Cauliflower fried rice with blood orange-glazed pork loin
“I woke up at 4am in the morning and I had a 104 fever,” Pete Servold recalls. “It turns out you can’t eat chicken wings and bourbon everyday and be OK. The sack around my heart had swollen shut. I’m sitting in the hospital thinking, ‘I’m 26—how the hell is my heart already broken?’”
Servold can thank that broken heart for his success.
Faced with the grim news, the chef and his wife-to-be Sarah dove headfirst into CrossFit training. He started cooking dishes that fit the Paleo diet, aka the caveman diet, of eating fruits, veggies, lean meats, seafood, nuts, seeds and healthy fats (no dairy, grains, processed foods or sugars, legumes, starches or alcohol).
A year later during an echocardiogram, his doctors swore there was no way his heart was his own.
Too healthy, they said.
That life change would become a business two years later while Servold was working as a chef in a dead-end restaurant in Mira Mesa.
“A guy came in who looked like a CrossFitter,” he said. “We struck up a conversation and I offered to cook some Paleo meals for him.”
The CrossFit community went nuts for Pete’s Paleo, signing up for his premade meal plans. Six months later they had 75-80 clients. Now, they’ve got over 150. They just started shipping meals nationally, and signed a national book deal with Victory Belt Publishing (home to NY Times best-selling health and nutrition books). They’re also working on a retail line of sauces, dressings and bacon.
Wait, bacon? Doesn’t the curing process require sugar—the biggest Paleo no-no?
Explains Pete: “We smoke it and that’s it. Sugar doesn’t do anything in the process. We give it more curing time and less salt.”
“It’s highly addicting,” says Sarah.
His menu is made of the highest quality ingredients possible. Hormone-free, sustainable—all that jazz. His beef comes from a farm run by Menonites, who handle animals the old-fashioned way. On his menu are creations like bacon dashi greens with pickled romanesco and pork butt, a grass-fed brisket (raised on a diet of cloves), beet and sweet potato chips, Brazil nut granola, etc. But the star is his pork vindaloo—braised pork butt with sweet potato, garlic, ginger and curry.
“It’s the dish that made me fall in love with him,” says Sarah.
“Chefs do the same thing food companies do, we put sugar in everything from sauces to marinades and pickling,” Pete explains. “Sugar rounds out the mouth feel. It gives it a sexy shine. The trick was to get away from that and caramelizing it, slow-roasting it, to coax the flavor out of the foods.”
Pete and Sarah are also working with Native American tribes, where diabetes is a serious problem.
“Diabetes used to be 1 in 30,” says Pete. “Now if you’re born before 2050 you have a 1 in 2 chance of getting it.
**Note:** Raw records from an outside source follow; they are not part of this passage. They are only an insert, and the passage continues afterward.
/// Numeric view of a triangle entry. Angles are in degrees.
#[derive(Clone, Copy, Debug, PartialEq)]
pub enum Measurements {
    Sss { a: f64, b: f64, c: f64 },
    Sas { side_a: f64, side_b: f64, angle_c: f64 },
    Asa { angle_a: f64, angle_b: f64, side_c: f64 },
    BaseHeight { base: f64, height: f64 },
    Coordinates { p1: Point, p2: Point, p3: Point },
}

impl Measurements {
    /// Multiply every length (never an angle) by `f`.
    pub fn scale_lengths(self, f: f64) -> Self {
        match self {
            Self::Sss { a, b, c } => Self::Sss {
                a: a * f,
                b: b * f,
                c: c * f,
            },
            Self::Sas {
                side_a,
                side_b,
                angle_c,
            } => Self::Sas {
                side_a: side_a * f,
                side_b: side_b * f,
                angle_c,
            },
            Self::Asa {
                angle_a,
                angle_b,
                side_c,
            } => Self::Asa {
                angle_a,
                angle_b,
                side_c: side_c * f,
            },
            Self::BaseHeight { base, height } => Self::BaseHeight {
                base: base * f,
                height: height * f,
            },
            Self::Coordinates { p1, p2, p3 } => Self::Coordinates {
                p1: p1.scaled(f),
                p2: p2.scaled(f),
                p3: p3.scaled(f),
            },
        }
    }
}

/// One triangle as entered: caller-assigned id plus method-specific entries.
#[derive(Clone, Debug, PartialEq, Eq)]
pub struct TriangleSpec {
    pub id: u64,
    inputs: TriangleInputs,
}

impl TriangleSpec {
    /// New spec with every entry unset.
    pub fn new(id: u64, method: Method) -> Self {
        Self {
            id,
            inputs: TriangleInputs::empty(method),
        }
    }

    pub fn from_inputs(id: u64, inputs: TriangleInputs) -> Self {
        Self { id, inputs }
    }

    /// Build from `(field, value)` pairs; unknown fields are rejected.
    pub fn from_pairs<'a, I>(id: u64, method: Method, pairs: I) -> Result<Self, SpecError>
    where
        I: IntoIterator<Item = (&'a str, &'a str)>,
    {
        let mut spec = Self::new(id, method);
        for (field, value) in pairs {
            spec.set_input(field, Some(value.to_string()))?;
        }
        Ok(spec)
    }

    pub fn method(&self) -> Method {
        self.inputs.method()
    }

    pub fn inputs(&self) -> &TriangleInputs {
        &self.inputs
    }

    /// Switch method. A different method starts from empty entries; the same
    /// method keeps what was typed.
    pub fn set_method(&mut self, method: Method) {
        if method != self.method() {
            self.inputs = TriangleInputs::empty(method);
        }
    }

    /// Write (or clear, with `None`) one entry of the current method.
    pub fn set_input(&mut self, field: &str, value: Entry) -> Result<(), SpecError> {
        let method = self.method();
        let slot = self
            .inputs
            .slot_mut(field)
            .ok_or_else(|| SpecError::UnknownField {
                method,
                field: field.to_string(),
            })?;
        *slot = value;
        Ok(())
    }
}

impl Serialize for TriangleSpec {
    fn serialize<S: Serializer>(&self, serializer: S) -> Result<S::Ok, S::Error> {
        let mut s = serializer.serialize_struct("TriangleSpec", 3)?;
        s.serialize_field("id", &self.id)?;
        s.serialize_field("method", &self.method())?;
        s.serialize_field("inputs", &self.inputs)?;
        s.end()
    }
}

#[derive(Deserialize)]
#[serde(deny_unknown_fields)]
struct RawTriangleSpec {
    id: u64,
    method: Method,
    #[serde(default)]
    inputs: BTreeMap<String, Entry>,
}

impl<'de> Deserialize<'de> for TriangleSpec {
    fn deserialize<D: Deserializer<'de>>(deserializer: D) -> Result<Self, D::Error> {
        let raw = RawTriangleSpec::deserialize(deserializer)?;
        let mut spec = TriangleSpec::new(raw.id, raw.method);
        for (field, value) in raw.inputs {
            spec.set_input(&field, value).map_err(D::Error::custom)?;
        }
        Ok(spec)
    }
}

#[cfg(test)]
mod tests {
    use super::*;

    #[test]
    fn method_change_resets_entries() {
        let mut spec = TriangleSpec::from_pairs(1, Method::Sss, [("a", "3"), ("b", "4")]).unwrap();
        spec.set_method(Method::Sss);
        assert_eq!(spec.inputs().get("a"), Some(&Some("3".to_string())));
        spec.set_method(Method::BaseHeight);
        assert_eq!(spec.method(), Method::BaseHeight);
        assert!(spec.inputs().entries().all(|(_, e)| e.is_none()));
    }

    #[test]
    fn sas_asa_and_base_height_rescale_area() {
        let rescaled: Vec<Method> = Method::ALL
            .into_iter()
            .filter(|m| m.rescales_area_by_factor_squared())
            .collect();
        assert_eq!(rescaled, [Method::Sas, Method::Asa, Method::BaseHeight]);
    }

    #[test]
    fn unknown_field_is_rejected() {
        let mut spec = TriangleSpec::new(7, Method::Sas);
        let err = spec.set_input("a", Some("1".into())).unwrap_err();
        assert_eq!(
            err,
            SpecError::UnknownField {
                method: Method::Sas,
                field: "a".into()
            }
        );
        assert!(spec.set_input("angleC", Some("90".into())).is_ok());
        assert!(spec.set_input("angleC", None).is_ok());
        assert_eq!(spec.inputs().get("angleC"), Some(&None));
    }

    #[test]
    fn entries_parse_leniently() {
        assert_eq!(parse_entry(&Some(" 2.5 ".into())), 2.5);
        assert_eq!(parse_entry(&Some("1e3".into())), 1000.0);
        assert_eq!(parse_entry(&Some("abc".into())), 0.0);
        assert_eq!(parse_entry(&Some("".into())), 0.0);
        assert_eq!(parse_entry(&Some("inf".into())), 0.0);
        assert_eq!(parse_entry(&Some("NaN".into())), 0.0);
        assert_eq!(parse_entry(&None), 0.0);
    }

    #[test]
    fn coordinates_measurements_map_fields_to_points() {
        let spec = TriangleSpec::from_pairs(
            2,
            Method::Coordinates,
            [("p1x", "1"), ("p1y", "2"), ("p3x", "5"), ("p3y", "6")],
        )
        .unwrap();
        assert_eq!(
            spec.inputs().measurements(),
            Measurements::Coordinates {
                p1: Point::new(1.0, 2.0),
                p2: Point::new(0.0, 0.0),
                p3: Point::new(5.0, 6.0),
            }
        );
    }

    #[test]
    fn scaling_leaves_angles_alone() {
        let m = Measurements::Asa {
            angle_a: 30.0,
            angle_b: 60.0,
            side_c: 2.0,
        };
        assert_eq!(
            m.scale_lengths(0.5),
            Measurements::Asa {
                angle_a: 30.0,
                angle_b: 60.0,
                side_c: 1.0
            }
        );
    }

    #[test]
    fn json_keeps_strings_verbatim() {
        let text = r#"{"id":3,"method":"SAS","inputs":{"sideA":"03.50","angleC":"90.000","sideB":null}}"#;
        let spec: TriangleSpec = serde_json::from_str(text).unwrap();
        assert_eq!(spec.method(), Method::Sas);
        assert_eq!(spec.inputs().get("sideA"), Some(&Some("03.50".to_string())));
        let out = serde_json::to_value(&spec).unwrap();
        assert_eq!(out["inputs"]["sideA"], "03.50");
        assert_eq!(out["inputs"]["angleC"], "90.000");
        assert!(out["inputs"].get("sideB").is_none());
        let again: TriangleSpec = serde_json::from_value(out).unwrap();
        assert_eq!(again, spec);
    }

    #[test]
    fn json_rejects_foreign_fields_and_numbers() {
        let foreign = r#"{"id":1,"method":"BaseHeight","inputs":{"a":"3"}}"#;
        assert!(serde_json::from_str::<TriangleSpec>(foreign).is_err());
        let numeric = r#"{"id":1,"method":"BaseHeight","inputs":{"base":3}}"#;
        assert!(serde_json::from_str::<TriangleSpec>(numeric).is_err());
        let method = r#"{"id":1,"method":"SSA","inputs":{}}"#;
        assert!(serde_json::from_str::<TriangleSpec>(method).is_err());
    }

    #[test]
    fn method_names_parse_case_insensitively() {
        assert_eq!("sss".parse::<Method>(), Ok(Method::Sss));
        assert_eq!("baseheight".parse::<Method>(), Ok(Method::BaseHeight));
        assert!("heron".parse::<Method>().is_err());
    }
}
Since the Native Americans are less removed from the traditional diet, the processed food affects them more.”
“We want to be able to change people’s perceptions of food,” says Sarah, when I ask about the price point (around $130 a week for 10 meals and five snacks). “It costs a dollar or two more than eating at Chipotle. If you wanna look like a million bucks, you can’t eat off the dollar menu.”
The CrossFit crowd was a natural starting place (“they’re already drinking the Kool Aid,” says Sarah), but now Pete’s Paleo is forging relationships with doctor’s offices, nutritionists, chiropractors—”any kind of wellness-oriented facilities,” he says.
And do they ever cheat?
“Every once in a blue moon, I’ll eat a piece of pizza,” says Pete. “It’s delicious, but I know it’s not really food. Plus, when you eat so clean for so long, when you do cheat it’s not pleasant.”